One of the tests most widely used in the study of adult headache patients is the Minnesota Multiphasic Personality Inventory (MMPI), which, covering many items grouped into different scales, is designed to investigate two areas of personality: neurotic and psychotic. The various studies conducted are substantially in agreement with one another in the detection of high scores on the hypochondria, depression, hysteria and psychaesthenia scales, and some authors have associated different characteristics with different headache types. While some authors (2, 3) maintain that a patient's ‘neurotic’ profile and the depressive component of his/her personality can be correlated with the duration and the intensity of the clinical picture, others (4) consider these traits to be characteristics of headache sufferers and not correlated with the duration of the symptomatology. Dieter & Swerdlow (5), on the other hand, even question the ability of the MMPI to define a complete psychological picture of headache sufferers generally.
The Children's Depression Inventory (CDI) and the Test Anxiety Inventory (TAI), devised, respectively, by Kovacs (6) and Spielberger (7), are also widely employed.

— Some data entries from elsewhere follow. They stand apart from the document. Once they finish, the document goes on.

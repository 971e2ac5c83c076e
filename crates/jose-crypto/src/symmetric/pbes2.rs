//! Password based key wrapping (RFC 7518, section 4.8): PBKDF2 with HMAC-SHA2
//! derives an AES key that wraps the content encryption key with AES-KW.

use pbkdf2::pbkdf2_hmac;
use sha2::{Sha256, Sha384, Sha512};

use super::aes_kw;
use crate::{errors::Error, hash::HashAlg};

/// Length of the derived wrapping key: 16, 24 or 32 bytes.
pub fn derived_key_len(hash: HashAlg) -> usize {
    hash.output_len() / 2
}

/// PBKDF2 with salt `alg || 0x00 || p2s`.
pub fn derive_key(hash: HashAlg, password: &[u8], alg: &str, p2s: &[u8], p2c: u32) -> Result<Vec<u8>, Error> {
    if p2c == 0 {
        return Err(Error::invalid_key("PBES2 iteration count must be positive"));
    }
    let mut salt = Vec::with_capacity(alg.len() + 1 + p2s.len());
    salt.extend_from_slice(alg.as_bytes());
    salt.push(0x00);
    salt.extend_from_slice(p2s);

    let mut key = vec![0u8; derived_key_len(hash)];
    match hash {
        HashAlg::Sha256 => pbkdf2_hmac::<Sha256>(password, &salt, p2c, &mut key),
        HashAlg::Sha384 => pbkdf2_hmac::<Sha384>(password, &salt, p2c, &mut key),
        HashAlg::Sha512 => pbkdf2_hmac::<Sha512>(password, &salt, p2c, &mut key),
        HashAlg::Sha1 => return Err(Error::invalid_key("PBES2 is defined for SHA-2 only")),
    }
    Ok(key)
}

pub fn wrap(hash: HashAlg, password: &[u8], alg: &str, p2s: &[u8], p2c: u32, cek: &[u8]) -> Result<Vec<u8>, Error> {
    let kek = derive_key(hash, password, alg, p2s, p2c)?;
    aes_kw::wrap(&kek, cek)
}

pub fn unwrap(
    hash: HashAlg,
    password: &[u8],
    alg: &str,
    p2s: &[u8],
    p2c: u32,
    encrypted_key: &[u8],
) -> Result<Vec<u8>, Error> {
    let kek = derive_key(hash, password, alg, p2s, p2c)?;
    aes_kw::unwrap(&kek, encrypted_key)
}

These inventories are based on a series of questions to which different answers are possible—selected according to the frequency of subjects' moods. Authors generally tend to find high levels of anxiety, depression and neurotic ‘traits’ in headache sufferers (8–13). The prominence of psychological factors in the clinical profile of headache, particularly in children and adolescents, is such that these factors cannot be regarded as secondary ones within the diagnostic and therapeutic process.

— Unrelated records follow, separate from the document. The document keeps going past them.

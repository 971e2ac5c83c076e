use tracing::debug;

use super::{check_crit, Jws, Signature};
use crate::{
    error::JoseError,
    jwa::{AlgorithmRegistry, SignatureAlgorithm},
    jwk::{Jwk, KeyChecker, KeyUsage},
    util::{encode_header, header_str, merge_headers, Header},
};

/// Creates a [`Jws`] by signing a payload with one or more keys.
///
/// ```ignore
/// let jws = JwsBuilder::new(&registry)
///     .with_payload(b"hello".to_vec(), false)
///     .add_signature(&key, protected, Header::new())?
///     .build()?;
/// ```
pub struct JwsBuilder<'a> {
    registry: &'a AlgorithmRegistry<dyn SignatureAlgorithm>,
    payload: Option<Vec<u8>>,
    is_payload_detached: bool,
    signatures: Vec<Signature>,
}

impl<'a> JwsBuilder<'a> {
    pub fn new(registry: &'a AlgorithmRegistry<dyn SignatureAlgorithm>) -> Self {
        Self {
            registry,
            payload: None,
            is_payload_detached: false,
            signatures: Vec::new(),
        }
    }

    /// Sets the payload and drops any signature computed so far.
    pub fn with_payload(mut self, payload: impl Into<Vec<u8>>, is_payload_detached: bool) -> Self {
        self.payload = Some(payload.into());
        self.is_payload_detached = is_payload_detached;
        self.signatures.clear();
        self
    }

    /// Signs the payload with `key`.
    ///
    /// `alg` must be present in one of the headers, which may not share any
    /// parameter. Every signature of an attached payload must agree on `b64`.
    pub fn add_signature(mut self, key: &Jwk, protected_header: Header, header: Header) -> Result<Self, JoseError> {
        let payload = self
            .payload
            .as_deref()
            .ok_or_else(|| JoseError::invalid_input("the payload is not set"))?;

        let merged = merge_headers(&[&protected_header, &header])?;
        check_crit(&protected_header, &header)?;
        let name = header_str(&merged, "alg")?.ok_or_else(|| JoseError::invalid_header("missing alg"))?;
        let algorithm = self.registry.get(name)?;
        KeyChecker::check(key, algorithm, KeyUsage::Signature)?;

        let encoded_protected_header = encode_header(&protected_header)?;
        let mut signature = Signature::new(encoded_protected_header, protected_header, header, Vec::new());

        if !self.is_payload_detached {
            if let Some(first) = self.signatures.first() {
                if first.is_payload_encoded() != signature.is_payload_encoded() {
                    return Err(JoseError::InconsistentPayloadEncoding);
                }
            }
        }

        signature.signature = algorithm.sign(key, &signature.signing_input(payload, None))?;
        debug!(alg = algorithm.name(), kid = key.kid(), "payload signed");
        self.signatures.push(signature);
        Ok(self)
    }

    pub fn build(self) -> Result<Jws, JoseError> {
        let payload = self.payload.ok_or_else(|| JoseError::invalid_input("the payload is not set"))?;
        if self.signatures.is_empty() {
            return Err(JoseError::invalid_input("at least one signature is required"));
        }
        Ok(Jws::new(Some(payload), None, self.is_payload_detached, self.signatures))
    }
}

We set out to evaluate the personality traits and the presence of anxiety and depression in a population of paediatric and adolescent patients referred to a Headache Centre (either for Hospitalization or as out-patients), correlating personality characteristics with headache type, headache duration and sociodemographic variables.
Subjects and methods
Fifty-seven subjects (23 males and 34 females), aged between 8 and 18 years (average age 12.43 ± 3.24 years), consecutively referred as out-patients (n = 28) or admitted as in-patients (n = 29) to the Child Neuropsychiatry Division of the University of Pavia, were enrolled in the present study. On the basis of the classification criteria proposed by the International Headache Society (IHS) (14), the sample was subdivided into three groups: (i) migraine with aura: n = 12 (five boys, seven girls; average age 14 ± 2.89 years); (ii) migraine without aura: n = 29 (11 boys, 18 girls; average age 11.58 ± 3.17 years); (iii) tension-type headache: n = 16 (seven boys, nine girls; average age 12.81 ± 3.27 years).

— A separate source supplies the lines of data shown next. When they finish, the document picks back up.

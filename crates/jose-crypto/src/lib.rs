/*! # jose-crypto

The cryptographic primitives used by the JOSE engines.

## Features

- **Big integers**: immutable arbitrary precision arithmetic with fixed-width byte conversions.
- **Elliptic curves**: NIST P-256, P-384 and P-521 point arithmetic, ECDH and ECDSA.
- **RSA**: OAEP, PSS and PKCS#1 v1.5 padding over CRT accelerated exponentiation.
- **Symmetric primitives**: AES-GCM, AES-CBC-HMAC, AES key wrap, AES-GCM key wrap, PBES2 and HMAC.
- **OKP keys**: Ed25519 signatures and X25519 key agreement.

*/
pub mod ec;
pub mod hash;
pub mod math;
pub mod okp;
pub mod rsa;
pub mod symmetric;

mod errors;
mod traits;
mod utils;

pub use errors::Error;
pub use traits::{CoreSign, Generate, KeyMaterial, BYTES_LENGTH_32, ECDH};
pub use utils::{constant_time_eq, random_bytes};

/// A wrapper struct for an asymmetric key pair.
/// This struct holds a public key and an optional secret key.
#[derive(Clone)]
pub struct AsymmetricKey<P, S> {
    pub public_key: P,
    pub secret_key: Option<S>,
}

Our study was conducted using the following tests:
The Cattell test (15), divided into three sections (ESPQ, CPQ, HSPQ) each applicable to subjects of different ages: (i) ESPQ (Early School Personality Questionnaire). This test (16), suitable for administration to children aged 6–8 years, is divided into two parts (A1 and A2) and measures 13 dimensions of the subject's personality. The test is made up of 80 items: six items in each of the 12 personality measurement scales and eight items in the general intelligence scale; (ii) CPQ (Children's Personality Questionnaire) (17), intended for use with children aged 9–13 years. This test, totalling 280 items, is made up of Form A (divided into parts A1 and A2, each of which is composed of 70 items, five for each of the 14 personality factors) and Form B (likewise divided into two parts, B1 and B2, each containing 70 items); (iii) HSPQ (High School Personality Questionnaire) (18), for persons aged 14–18 years. The test is divided into two forms, A and B, each of which contains 140 items, 10 items for each of the 14 personality factors being investigated.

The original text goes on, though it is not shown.